# What are the top paint brushes on the market for general latex paints



## JRSL Interiors (Feb 15, 2013)

Hi I am from England and would like to hear feedback on the very best paint brushes available in the US for latex paints. I have heard good things about the Picasso proform and Wooster FTP. Are there any others that I should be aware of! Thanks in advance ;-)


----------



## cdaniels (Oct 20, 2012)

Purdy xl


----------



## Diversers (Aug 2, 2009)

Purdy


----------



## wills fresh coat (Nov 17, 2011)

JRSL Interiors said:


> Hi I am from England and would like to hear feedback on the very best paint brushes available in the US for latex paints. I have heard good things about the Picasso proform and Wooster FTP. Are there any others that I should be aware of! Thanks in advance ;-)
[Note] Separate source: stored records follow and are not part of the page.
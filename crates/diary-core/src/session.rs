//! Password session: validation by trial decryption, with retries.
//!
//! A session starts without a password. The first time an encrypted entry
//! must be read or written it asks the [`PasswordPrompt`] for one and checks
//! it by decrypting an entry. A rejected password sends it back to the prompt
//! with [`RETRY_PASSWORD_MESSAGE`]; there is no attempt limit. The first
//! password that works is kept for the rest of the session.
//!
//! ```text
//! NoPassword ──prompt──▶ AwaitingInput ──decrypts──▶ Validated
//!                          │    ▲
//!                          │    └── wrong password
//!                          └──cancel──▶ Cancelled (terminal)
//! ```
//!
//! Cancelling is reported as [`Outcome::Cancelled`]; the session never ends
//! the process. I/O and format errors end the attempt without a retry.

use chrono::NaiveDate;
use log::{debug, warn};
use secrecy::{ExposeSecret, SecretString};

use crate::crypto::SessionKey;
use crate::entry::EntryRecord;
use crate::error::{ErrorKind, Result};
use crate::storage::EntryStorage;

/// Prompt message for the first password request.
pub const ENTER_PASSWORD_MESSAGE: &str = "Enter password";

/// Prompt message after a password was rejected.
pub const RETRY_PASSWORD_MESSAGE: &str = "Invalid password, try again";

/// What the prompt collaborator answered.
pub enum PromptReply {
    /// A candidate password
    Password(SecretString),
    /// The user declined to enter a password
    Cancelled,
}

impl PromptReply {
    pub fn password(value: impl Into<String>) -> Self {
        PromptReply::Password(SecretString::from(value.into()))
    }
}

/// Source of candidate passwords, usually an interactive dialog.
pub trait PasswordPrompt {
    /// Ask for a password, showing `message`.
    fn prompt(&mut self, message: &str) -> PromptReply;
}

impl<F> PasswordPrompt for F
where
    F: FnMut(&str) -> PromptReply,
{
    fn prompt(&mut self, message: &str) -> PromptReply {
        self(message)
    }
}

/// Where the session is in the password protocol.
#[derive(Debug, Clone, Copy, PartialEq, Eq)]
pub enum SessionState {
    /// No password has been asked for yet
    NoPassword,
    /// Waiting on the prompt for a candidate
    AwaitingInput,
    /// A password has been validated and is cached
    Validated,
    /// The user declined to enter a password; terminal
    Cancelled,
}

/// Result of a session request that may be cancelled at the prompt.
#[derive(Debug, Clone, PartialEq, Eq)]
pub enum Outcome<T> {
    Ready(T),
    Cancelled,
}

impl<T> Outcome<T> {
    pub fn is_cancelled(&self) -> bool {
        matches!(self, Outcome::Cancelled)
    }

    /// The ready value, or `None` if cancelled.
    pub fn ready(self) -> Option<T> {
        match self {
            Outcome::Ready(value) => Some(value),
            Outcome::Cancelled => None,
        }
    }
}

/// Password state for one running diary session.
pub struct PasswordSession<S, P> {
    store: S,
    prompt: P,
    state: SessionState,
    key: Option<SessionKey>,
}

impl<S, P> PasswordSession<S, P>
where
    S: EntryStorage,
    P: PasswordPrompt,
{
    pub fn new(store: S, prompt: P) -> Self {
        Self {
            store,
            prompt,
            state: SessionState::NoPassword,
            key: None,
        }
    }

    pub fn state(&self) -> SessionState {
        self.state
    }

    pub fn is_validated(&self) -> bool {
        self.state == SessionState::Validated
    }

    pub fn store(&self) -> &S {
        &self.store
    }

    pub fn prompt(&self) -> &P {
        &self.prompt
    }

    /// Produce the entry for `date`.
    ///
    /// A date with no entry yields an empty record without asking for a
    /// password. Otherwise the cached password is used, or one is requested
    /// and validated against this entry.
    ///
    /// # Errors
    ///
    /// Returns `DiaryError::Io` or `DiaryError::Format` from the store. Wrong
    /// passwords are never returned as errors; they lead back to the prompt.
    pub fn open(&mut self, date: NaiveDate) -> Result<Outcome<EntryRecord>> {
        if self.state == SessionState::Cancelled {
            return Ok(Outcome::Cancelled);
        }
        if !self.store.exists(date) {
            debug!("no entry for {}, starting empty", date);
            return Ok(Outcome::Ready(EntryRecord::empty(date)));
        }

        if let Some(key) = self.key.as_ref() {
            match self.store.load(date, key) {
                Ok(record) => return Ok(Outcome::Ready(record)),
                Err(err) if err.kind() == ErrorKind::Crypto => {
                    warn!("cached password does not decrypt the entry for {}", date);
                    return self.unlock(RETRY_PASSWORD_MESSAGE, |store, key| {
                        store.load(date, key)
                    });
                }
                Err(err) => return Err(err),
            }
        }

        self.unlock(ENTER_PASSWORD_MESSAGE, |store, key| store.load(date, key))
    }

    /// Encrypt and store `record`, replacing any entry for its date.
    ///
    /// Without a cached password one is requested first. If an entry already
    /// exists for the date the candidate must decrypt it; otherwise any
    /// password of usable length is accepted.
    ///
    /// # Errors
    ///
    /// Returns `DiaryError::Io` if writing fails, or `DiaryError::Io` /
    /// `DiaryError::Format` if validating against the existing entry fails
    /// for a reason other than a wrong password.
    pub fn save(&mut self, record: &EntryRecord) -> Result<Outcome<()>> {
        if self.state == SessionState::Cancelled {
            return Ok(Outcome::Cancelled);
        }

        if self.key.is_none() {
            let date = record.date();
            let unlocked = self.unlock(ENTER_PASSWORD_MESSAGE, |store, key| {
                if store.exists(date) {
                    store.load(date, key).map(drop)
                } else {
                    Ok(())
                }
            })?;
            if unlocked.is_cancelled() {
                return Ok(Outcome::Cancelled);
            }
        }

        match self.key.as_ref() {
            Some(key) => {
                self.store.save(record, key)?;
                Ok(Outcome::Ready(()))
            }
            None => Ok(Outcome::Cancelled),
        }
    }

    /// Prompt until `attempt` succeeds with a candidate key or the user
    /// cancels. The successful key replaces any cached one.
    fn unlock<T, F>(&mut self, first_message: &str, mut attempt: F) -> Result<Outcome<T>>
    where
        F: FnMut(&S, &SessionKey) -> Result<T>,
    {
        let mut message = first_message;
        loop {
            self.state = SessionState::AwaitingInput;

            let candidate = match self.prompt.prompt(message) {
                PromptReply::Password(password) => password,
                PromptReply::Cancelled => {
                    debug!("password prompt cancelled");
                    self.key = None;
                    self.state = SessionState::Cancelled;
                    return Ok(Outcome::Cancelled);
                }
            };

            let key = match SessionKey::from_password(candidate.expose_secret()) {
                Ok(key) => key,
                Err(err) => {
                    warn!("password rejected: {}", err);
                    message = RETRY_PASSWORD_MESSAGE;
                    continue;
                }
            };

            match attempt(&self.store, &key) {
                Ok(value) => {
                    self.key = Some(key);
                    self.state = SessionState::Validated;
                    return Ok(Outcome::Ready(value));
                }
                Err(err) if err.kind() == ErrorKind::Crypto => {
                    warn!("password rejected: {}", err);
                    message = RETRY_PASSWORD_MESSAGE;
                }
                Err(err) => {
                    self.state = if self.key.is_some() {
                        SessionState::Validated
                    } else {
                        SessionState::NoPassword
                    };
                    return Err(err);
                }
            }
        }
    }
}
I can give you advice on 3" Wooster latex cause I've been using them for 30 yrs, before that I used a duron silver squirrel for a few yrs. I have tried others but none compare. As far as oil we use 3" purdy adjutant but we don't really use oil to much anymore


----------



## kdpaint (Aug 14, 2010)

I like Wooster mostly, but Proform Picassos are good as well. They do not last as long as Woosters, but that's not really an issue. There is a thread of epic proportions on brushes somewhere on Painttalk....


----------



## ProWallGuy (Apr 7, 2007)

Wooster, Corona, and Purdy. In that order.


----------



## TJ Paint (Jun 18, 2009)

wills fresh coat said:


> I can give you advice on 3" *Wooster* latex cause I've been using them for 30 yrs, before that I used a duron silver squirrel for a few yrs. I have tried others but none compare. As far as oil we use 3" purdy adjutant but we don't really use oil to much anymore





kdpaint said:


> I like *Wooster* mostly, but Proform Picassos are good as well. They do not last as long as Woosters, but that's not really an issue. There is a thread of epic proportions on brushes somewhere on Painttalk....





ProWallGuy said:


> *Wooster*, Corona, and Purdy. In that order.


Nuff said


----------



## smakmauz (Feb 17, 2013)

I gotta give another vote for the Picasso's. I was a purdy man for years but when I found the Picasso it was all over for me. Those things cut like a laser man. I can use just about any brush and cut a cleaner line than most people I've seen with tape and spray but with the Picasso I can do it a lot faster. I use both the 2" and the 2.5" a lot...not too fond of the 1.5" though. Granted I still use purdy if I need a narrow 1" brush because they have the dale series which is great for tighter areas.


----------



## Painter-Aaron (Jan 17, 2013)

I don't know if you have them in the states but I use "traditional" 3" brunch for regular painting and purdys for more high profile spots


----------



## daArch (Mar 15, 2008)

If you got some time, you may want to peruse this thread 
http://www.painttalk.com/f12/my-brush-better-than-yours-24/


----------



## kdpaint (Aug 14, 2010)

Some time indeed.....


----------



## JRSL Interiors (Feb 15, 2013)

Thanks a lot chaps! I got the purdy xl - it is really good. Here in uk we don't stock Wooster/Picasso/corona so I basically wondered if they are 'much better' than the Purdys! Thanks fr your posts - Il check out the thread my brush is better than yours....


----------



## straight_lines (Oct 17, 2007)

Purdy would be my last choice on most brushes as well. They do have a couple of good ones, but wooster and pro form beat most they make.


----------



## cdaniels (Oct 20, 2012)

I like the 3" and 2 1/2" Purdy xl"s.Wooster is what I learned to work with and the Pro form is a damn good brush.


----------



## JRSL Interiors (Feb 15, 2013)

Keep hearing proform loose bristles. Anyone had a problem with that?


----------



## Bender (Aug 10, 2008)

Purdy. I'm sure those other brushes work well when they are new but how are they after a dozen washes?


----------



## epretot (Dec 17, 2011)

TJ Paint said:


> Nuff said


I have never cared for Wooster brushes. I do think their covers are superior though.


----------



## kdpaint (Aug 14, 2010)

JRSL Interiors said:


> Keep hearing proform loose bristles. Anyone had a problem with that?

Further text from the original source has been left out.